Parameters:image (ndarray) – Image to slide over. Return type:Generator[ndarray, None, None] Returns:Generator that returns views returned by window.

compimg.pads module

This module defines means to apply padding to images.

class compimg.pads.ConstantPad(value, amount)

Bases: compimg.pads.Pad

Adds rows/columns of chosen value at the edges of an image.

apply(image)

Pads given image.

Parameters:image (ndarray) – Image to pad. Return type:ndarray Returns:Padded image.

class compimg.pads.EdgePad(amount)

Bases: compimg.pads.Pad

Replicates neighbouring pixels at edges.

apply(image)

Pads given image.

Parameters:image (ndarray) – Image to pad. Return type:ndarray Returns:Padded image.

class compimg.pads.FromFunctionPad(function)

Bases: compimg.pads.Pad

apply(image)

Pads given image.

Parameters:image (ndarray) – Image to pad. Return type:ndarray Returns:Padded image.

class compimg.pads.NoPad

Bases: compimg.pads.Pad

Helper class when one has to pass Pad object but does not want apply any padding.

apply(image)

Pads given image.

Parameters:image (ndarray) – Image to pad. Return type:ndarray Returns:Padded image.

class compimg.pads.Pad

Bases: abc.ABC

When performing convolution one needs to decide what to do filter is near border(s). Instances implementing this class address that problem.

apply(image)

Pads given image.

Parameters:image (ndarray) – Image to pad. Return type:ndarray Returns:Padded image.

compimg.kernels module

Image processing using kernels. Includes several ready to be used kernels and convolution routines.

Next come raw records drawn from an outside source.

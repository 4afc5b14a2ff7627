//! In-memory server registry and request dispatch (spec §4.4): servers are
//! multiplexed onto one listener by id, so "starting" a mock server is
//! registering it here rather than binding a socket, mirroring the
//! teacher's `MockServer`/`MockServerConfig` split in `mock_server.rs`
//! (state + config in one place, transport bound separately).

use crate::matcher::find_match;
use crate::render::render_response;
use std::collections::{BTreeMap, HashMap};
use std::sync::Arc;
use testmesh_domain::{
    Endpoint, MockRepository, MockRequest, MockRequestId, MockServer, MockServerId,
    MockServerStatus, StateConfig, StateOp, Value,
};
use testmesh_foundation::{BuiltinSource, Error, Result};
use tokio::sync::{mpsc, RwLock};
use tracing::warn;

/// The response a matched endpoint produces, ready to be written back by
/// whichever transport invoked the fabric (spec §4.4).
#[derive(Debug)]
pub struct RenderedResponse {
    pub status: u16,
    pub headers: BTreeMap<String, String>,
    pub body: Option<Value>,
}

/// Owns every registered mock server and the request log sender; shared
/// behind an `Arc` by the axum router and the `MockControl` port
/// implementation.
pub struct MockFabric {
    servers: RwLock<HashMap<MockServerId, MockServer>>,
    repo: Arc<dyn MockRepository>,
    builtins: Arc<dyn BuiltinSource>,
    log_tx: mpsc::UnboundedSender<MockRequest>,
}

impl MockFabric {
    /// Spawns the background task that drains logged requests into the
    /// repository, so a slow persistence layer never adds latency to the
    /// request path it's logging (spec §4.4: request log is best-effort).
    pub fn new(repo: Arc<dyn MockRepository>, builtins: Arc<dyn BuiltinSource>) -> Arc<Self> {
        let (log_tx, mut log_rx) = mpsc::unbounded_channel::<MockRequest>();
        let log_repo = repo.clone();
        tokio::spawn(async move {
            while let Some(request) = log_rx.recv().await {
                if let Err(err) = log_repo.log_request(request).await {
                    warn!(%err, "failed to persist mock request log entry");
                }
            }
        });
        Arc::new(Self {
            servers: RwLock::new(HashMap::new()),
            repo,
            builtins,
            log_tx,
        })
    }

    /// Reloads servers left `Running` at the last shutdown (spec §4.4
    /// supplement: servers survive a process restart).
    pub async fn restore(&self) -> Result<()> {
        let mut servers = self.servers.write().await;
        for server in self.repo.list_servers().await? {
            if server.status == MockServerStatus::Running {
                servers.insert(server.id, server);
            }
        }
        Ok(())
    }

    pub async fn start(
        &self,
        name: impl Into<String>,
        state: StateConfig,
        endpoints: Vec<Endpoint>,
    ) -> Result<MockServer> {
        let mut server = MockServer::new(name, state);
        server.endpoints = endpoints;
        self.repo.put_server(server.clone()).await?;
        self.servers.write().await.insert(server.id, server.clone());
        Ok(server)
    }

    pub async fn stop(&self, id: MockServerId) -> Result<()> {
        let mut servers = self.servers.write().await;
        let server = servers.get_mut(&id).ok_or(Error::MockNotFound)?;
        server.status = MockServerStatus::Stopped;
        let snapshot = server.clone();
        drop(servers);
        self.repo.put_server(snapshot).await
    }

    pub async fn configure(&self, id: MockServerId, endpoints: Vec<Endpoint>) -> Result<()> {
        let mut servers = self.servers.write().await;
        let server = servers.get_mut(&id).ok_or(Error::MockNotFound)?;
        server.endpoints = endpoints;
        let snapshot = server.clone();
        drop(servers);
        self.repo.put_server(snapshot).await
    }

    pub async fn get(&self, id: MockServerId) -> Option<MockServer> {
        self.servers.read().await.get(&id).cloned()
    }

    /// The request log for a server, read back through the repository so
    /// entries written by the best-effort logging task are visible here
    /// (spec SPEC_FULL §4.4 supplement: `GET /__testmesh/requests/{id}`).
    pub async fn list_requests(&self, id: MockServerId) -> Result<Vec<MockRequest>> {
        self.repo.list_requests_for_server(id).await
    }

    /// Services one inbound request against `server_id` (spec §4.4's
    /// request lifecycle): match, mutate state, render, log. Returns
    /// [`Error::MockNotFound`] for a missing/stopped server and
    /// [`Error::MockNoMatch`] when no endpoint accepts the request.
    #[allow(clippy::too_many_arguments)]
    pub async fn handle_request(
        &self,
        server_id: MockServerId,
        method: &str,
        path: &str,
        headers: BTreeMap<String, String>,
        query: BTreeMap<String, String>,
        raw_body: Option<String>,
    ) -> Result<RenderedResponse> {
        let mut servers = self.servers.write().await;
        let server = servers
            .get_mut(&server_id)
            .filter(|s| s.status == MockServerStatus::Running)
            .ok_or(Error::MockNotFound)?;

        let parsed_body = raw_body
            .as_deref()
            .and_then(|b| serde_json::from_str::<serde_json::Value>(b).ok())
            .map(Value::from);

        let matched = find_match(
            &server.endpoints,
            method,
            path,
            &headers,
            &query,
            raw_body.as_deref(),
            parsed_body.as_ref(),
        );

        let (endpoint_id, status, resp_headers, body, delay_ms) = match matched {
            Some(found) => {
                let endpoint_id = found.endpoint.id.clone();
                let response = found.endpoint.response.clone();
                apply_state_ops(&mut server.state, &response.state_ops, self.builtins.as_ref());
                let rendered = render_response(
                    &response,
                    &found.path_params,
                    &query,
                    &server.state,
                    self.builtins.clone(),
                );
                (Some(endpoint_id), rendered.0, rendered.1, rendered.2, response.delay_ms)
            }
            None => (None, 0, BTreeMap::new(), None, None),
        };
        drop(servers);

        // Honoured strictly, even on the happy path (spec §4.4 step 1).
        if let Some(delay_ms) = delay_ms.filter(|ms| *ms > 0) {
            tokio::time::sleep(std::time::Duration::from_millis(delay_ms)).await;
        }

        let log_entry = MockRequest {
            id: MockRequestId::new(),
            server_id,
            method: method.to_string(),
            path: path.to_string(),
            headers,
            query,
            body: parsed_body,
            received_at: self.builtins.now(),
            matched_endpoint_id: endpoint_id.clone(),
        };
        let _ = self.log_tx.send(log_entry);

        if endpoint_id.is_none() {
            return Err(Error::MockNoMatch);
        }
        Ok(RenderedResponse {
            status,
            headers: resp_headers,
            body,
        })
    }
}

fn apply_state_ops(
    state: &mut BTreeMap<String, Value>,
    ops: &[StateOp],
    _builtins: &dyn BuiltinSource,
) {
    for op in ops {
        match op {
            StateOp::Set { key, value } => {
                state.insert(key.clone(), value.clone());
            }
            StateOp::Increment { key, by } => {
                let current = state.get(key).and_then(Value::as_f64).unwrap_or(0.0);
                state.insert(key.clone(), Value::Num(current + by));
            }
            StateOp::Delete { key } => {
                state.remove(key);
            }
        }
    }
}

#[cfg(test)]
mod tests {
    use super::*;
    use testmesh_domain::{MatchConfig, ResponseConfig};
    use testmesh_foundation::SystemClock;

    struct NullRepo;

    #[async_trait::async_trait]
    impl MockRepository for NullRepo {
        async fn put_server(&self, _server: MockServer) -> Result<()> {
            Ok(())
        }
        async fn get_server(&self, _id: MockServerId) -> Result<Option<MockServer>> {
            Ok(None)
        }
        async fn list_servers(&self) -> Result<Vec<MockServer>> {
            Ok(Vec::new())
        }
        async fn delete_server(&self, _id: MockServerId) -> Result<()> {
            Ok(())
        }
        async fn log_request(&self, _request: MockRequest) -> Result<()> {
            Ok(())
        }
        async fn get_request(&self, _id: MockRequestId) -> Result<Option<MockRequest>> {
            Ok(None)
        }
        async fn list_requests_for_server(&self, _server_id: MockServerId) -> Result<Vec<MockRequest>> {
            Ok(Vec::new())
        }
    }

    fn endpoint() -> Endpoint {
        Endpoint {
            id: "e1".into(),
            method: "GET".into(),
            path: "/hello".into(),
            match_config: MatchConfig::default(),
            response: ResponseConfig {
                status: 200,
                body: Some(Value::Str("hi".into())),
                ..ResponseConfig::default()
            },
            priority: 0,
        }
    }

    #[tokio::test]
    async fn matched_request_renders_configured_response() {
        let fabric = MockFabric::new(Arc::new(NullRepo), Arc::new(SystemClock));
        let server = fabric.start("demo", StateConfig::default(), vec![endpoint()]).await.unwrap();
        let resp = fabric
            .handle_request(server.id, "GET", "/hello", BTreeMap::new(), BTreeMap::new(), None)
            .await
            .unwrap();
        assert_eq!(resp.status, 200);
    }

    #[tokio::test]
    async fn unmatched_request_is_mock_no_match() {
        let fabric = MockFabric::new(Arc::new(NullRepo), Arc::new(SystemClock));
        let server = fabric.start("demo", StateConfig::default(), vec![endpoint()]).await.unwrap();
        let err = fabric
            .handle_request(server.id, "GET", "/nope", BTreeMap::new(), BTreeMap::new(), None)
            .await
            .unwrap_err();
        assert!(matches!(err, Error::MockNoMatch));
    }

    #[tokio::test]
    async fn stopped_server_is_not_found() {
        let fabric = MockFabric::new(Arc::new(NullRepo), Arc::new(SystemClock));
        let server = fabric.start("demo", StateConfig::default(), vec![endpoint()]).await.unwrap();
        fabric.stop(server.id).await.unwrap();
        let err = fabric
            .handle_request(server.id, "GET", "/hello", BTreeMap::new(), BTreeMap::new(), None)
            .await
            .unwrap_err();
        assert!(matches!(err, Error::MockNotFound));
    }
}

compimg.kernels.convolve(image, kernel)

Performs the convolution using provided kernel.

Attention

Result numpy.ndarray need to be processed properly before it can be used as an image again. For example one could divide its values by 255.0 and then cast its dtype to np.uint8.

Attention

In case when image has multiple channels kernel is going to be used separately for each image channel.

Parameters:

• image (ndarray) – Image on which to perform a convolution.
• kernel (ndarray) – Kernel to be used.

Return type:

ndarray

Returns:

Convolved image (probably of different dtype).

Raises:

• KernelBiggerThanImageError – When kernel does not fit into image.
• KernelShapeNotOddError – When kernel does not is of even shape.
• KernelNot2DArray – When kernel is not a 2 dimensional array.